Ever since the abominable Family Smoking Prevention and Tobacco Control Act, giving oversight over tobacco to the FDA, was passed in 2009, I and many of my colleagues in public health have watched in disbelief and horror as the crusade against e-cigarettes swung into high gear. It seemed for a moment as though the Golden Age had come to pass regarding smoking: the twin goals of FDA regulation and a truly low-risk method of delivering nicotine to addicted smokers without the lethal tar was at hand, at last.
Then the prize slipped through our fingers like sand: the FDA and all of the other federal health agencies (especially the CDC) led a crusade against these disruptive devices, initially trying to simply ban them as drug delivery devices (alongside a propaganda campaign alluding to various toxins in their vapor, all imaginary). When the federal courts blocked that path, the drug agency decided to enforce the Tobacco Control Act in the most stringent manner by promulgating a regulatory schema deeming e-cigs and vapor products as candidates for regulation as tobacco — despite their total lack of that substance. Such over-regulation would effectively ban these products, despite their proven and accelerating popularity among smokers trying to quit.
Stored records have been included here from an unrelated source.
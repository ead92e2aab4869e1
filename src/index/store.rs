use std::collections::{BTreeMap, HashMap};
use std::path::Path;

use crate::core::error::Result;
use crate::core::types::LocalDocId;
use crate::index::accumulator::SegmentComponentWriter;
use crate::storage::kv_store::{KVStoreReader, KVStoreWriter};
use crate::storage::layout::IndexLayout;

/// Retains the last written raw value per (field, doc) and flushes one KV
/// store per field, keyed by the doc id's big-endian bytes so numeric
/// order and key order coincide.
pub struct StoreAccumulator {
    current_doc: LocalDocId,
    values: HashMap<String, BTreeMap<u32, Vec<u8>>>,
}

impl StoreAccumulator {
    pub fn new() -> Self {
        StoreAccumulator {
            current_doc: LocalDocId(0),
            values: HashMap::new(),
        }
    }
}

impl SegmentComponentWriter for StoreAccumulator {
    fn doc(&mut self, doc_id: LocalDocId) {
        self.current_doc = doc_id;
    }

    fn field(&mut self, name: &str, value: &[u8]) {
        self.values
            .entry(name.to_string())
            .or_default()
            .insert(self.current_doc.0, value.to_vec());
    }

    fn term(&mut self, _term: &[u8]) {}

    fn end_field(&mut self) {}

    fn write(&mut self, layout: &IndexLayout, segment_id: u32) -> Result<()> {
        for (field_name, field_values) in &self.values {
            let mut kv_writer =
                KVStoreWriter::create(&layout.segment_kv_base(segment_id, field_name, "store"))?;

            for (doc_id, value) in field_values {
                kv_writer.append(&doc_id.to_be_bytes(), value)?;
            }

            kv_writer.finish()?;
        }

        Ok(())
    }
}

/// Stored values of one (segment, field).
pub struct FieldStoreReader {
    kv_reader: KVStoreReader,
}

impl FieldStoreReader {
    pub fn open(base: &Path) -> Result<Self> {
        Ok(FieldStoreReader {
            kv_reader: KVStoreReader::open(base)?,
        })
    }

    pub fn value(&self, doc_id: LocalDocId) -> Result<Option<&[u8]>> {
        self.kv_reader.get(&doc_id.0.to_be_bytes())
    }
}

#[cfg(test)]
mod tests {
    use super::*;
    use tempfile::TempDir;

    #[test]
    fn stores_raw_values_per_doc() {
        let dir = TempDir::new().unwrap();
        let layout = IndexLayout::new(dir.path()).unwrap();

        let mut accumulator = StoreAccumulator::new();
        accumulator.doc(LocalDocId(0));
        accumulator.field("id", b"nine");
        accumulator.field("body", b"some text");
        accumulator.doc(LocalDocId(1));
        accumulator.field("id", b"three");
        accumulator.write(&layout, 7).unwrap();

        let ids = FieldStoreReader::open(&layout.segment_kv_base(7, "id", "store")).unwrap();
        assert_eq!(ids.value(LocalDocId(0)).unwrap(), Some(b"nine".as_ref()));
        assert_eq!(ids.value(LocalDocId(1)).unwrap(), Some(b"three".as_ref()));
        assert_eq!(ids.value(LocalDocId(2)).unwrap(), None);

        let bodies = FieldStoreReader::open(&layout.segment_kv_base(7, "body", "store")).unwrap();
        assert_eq!(bodies.value(LocalDocId(1)).unwrap(), None);
    }

    #[test]
    fn last_value_wins_for_repeated_fields() {
        let dir = TempDir::new().unwrap();
        let layout = IndexLayout::new(dir.path()).unwrap();

        let mut accumulator = StoreAccumulator::new();
        accumulator.doc(LocalDocId(0));
        accumulator.field("tag", b"first");
        accumulator.field("tag", b"second");
        accumulator.write(&layout, 8).unwrap();

        let tags = FieldStoreReader::open(&layout.segment_kv_base(8, "tag", "store")).unwrap();
        assert_eq!(tags.value(LocalDocId(0)).unwrap(), Some(b"second".as_ref()));
    }
}
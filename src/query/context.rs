/// Interns the fields and terms a query touches so execution state can be
/// indexed by small integers instead of strings.
#[derive(Debug, Default)]
pub struct QueryContext {
    pub fields: Vec<QueryField>,
}

#[derive(Debug)]
pub struct QueryField {
    pub name: String,
    pub terms: Vec<Vec<u8>>,
}

impl QueryContext {
    /// Returns (field_index, term_index), registering either on first use.
    pub fn register_term(&mut self, field_name: &str, term: &[u8]) -> (usize, usize) {
        for (field_index, field) in self.fields.iter_mut().enumerate() {
            if field.name == field_name {
                for (term_index, known) in field.terms.iter().enumerate() {
                    if known.as_slice() == term {
                        return (field_index, term_index);
                    }
                }

                field.terms.push(term.to_vec());
                return (field_index, field.terms.len() - 1);
            }
        }

        self.fields.push(QueryField {
            name: field_name.to_string(),
            terms: vec![term.to_vec()],
        });
        (self.fields.len() - 1, 0)
    }
}

#[cfg(test)]
mod tests {
    use super::*;

    #[test]
    fn interns_fields_and_terms() {
        let mut context = QueryContext::default();
        assert_eq!(context.register_term("body", b"hello"), (0, 0));
        assert_eq!(context.register_term("body", b"world"), (0, 1));
        assert_eq!(context.register_term("title", b"hello"), (1, 0));
        // Repeats resolve to the same indices.
        assert_eq!(context.register_term("body", b"hello"), (0, 0));
        assert_eq!(context.register_term("title", b"hello"), (1, 0));
    }
}
use crate::index::field_length::{FIELD_LENGTH_TABLE, FIELD_LENGTH_TABLE_SIZE};

pub const BM25_K1: f32 = 1.2;
pub const BM25_B: f32 = 0.75;

/// Inverse document frequency over the whole live index: `doc_count` and
/// `doc_freq` are summed across segments before calling this.
pub fn idf(doc_count: u64, doc_freq: u64) -> f32 {
    let doc_count = doc_count as f32;
    let doc_freq = doc_freq as f32;
    (1.0 + (doc_count - doc_freq + 0.5) / (doc_freq + 0.5)).ln()
}

/// One norm per quantized length id, so scoring is a table lookup.
pub fn precompute_length_norms(average_field_length: f32) -> Vec<f32> {
    let mut norms = Vec::with_capacity(FIELD_LENGTH_TABLE_SIZE);
    for &length in FIELD_LENGTH_TABLE.iter() {
        norms.push(BM25_K1 * (1.0 - BM25_B + BM25_B * (length as f32 / average_field_length)));
    }
    norms
}

/// The shared term-frequency factor of the score and of its upper bounds.
pub fn bm25_score(term_idf: f32, term_freq: f32, length_norm: f32) -> f32 {
    term_idf * (term_freq * (BM25_K1 + 1.0)) / (term_freq + length_norm)
}

#[cfg(test)]
mod tests {
    use super::*;

    #[test]
    fn idf_decreases_with_doc_freq() {
        let rare = idf(1000, 1);
        let common = idf(1000, 900);
        assert!(rare > common);
        assert!(common > 0.0);
    }

    #[test]
    fn norms_grow_with_length() {
        let norms = precompute_length_norms(10.0);
        assert_eq!(norms.len(), FIELD_LENGTH_TABLE_SIZE);
        assert!(norms[0] < norms[50]);
        assert!(norms[50] < norms[255]);
    }

    #[test]
    fn score_saturates_in_term_freq() {
        let norm = 1.0;
        let one = bm25_score(1.0, 1.0, norm);
        let five = bm25_score(1.0, 5.0, norm);
        let fifty = bm25_score(1.0, 50.0, norm);
        assert!(one < five && five < fifty);
        // Bounded by idf * (k1 + 1).
        assert!(fifty < BM25_K1 + 1.0);
    }

    #[test]
    fn longer_docs_score_lower_at_equal_tf() {
        let norms = precompute_length_norms(8.0);
        let short = bm25_score(1.0, 2.0, norms[4]);
        let long = bm25_score(1.0, 2.0, norms[40]);
        assert!(short > long);
    }
}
The anti-vaping crusade has since been eagerly joined by most of the academic centers, “public health” nonprofits, and politicians far and wide, ostensibly to “protect our children from Big Tobacco.”
Of course, as soon as your hear a politician chant the “for the children” mantra, get ready to have your pocket picked. And, no surprise, the real motivation behind these campaigns became clear: follow the money. Once that realization came, the whole issue became clear, depressingly so.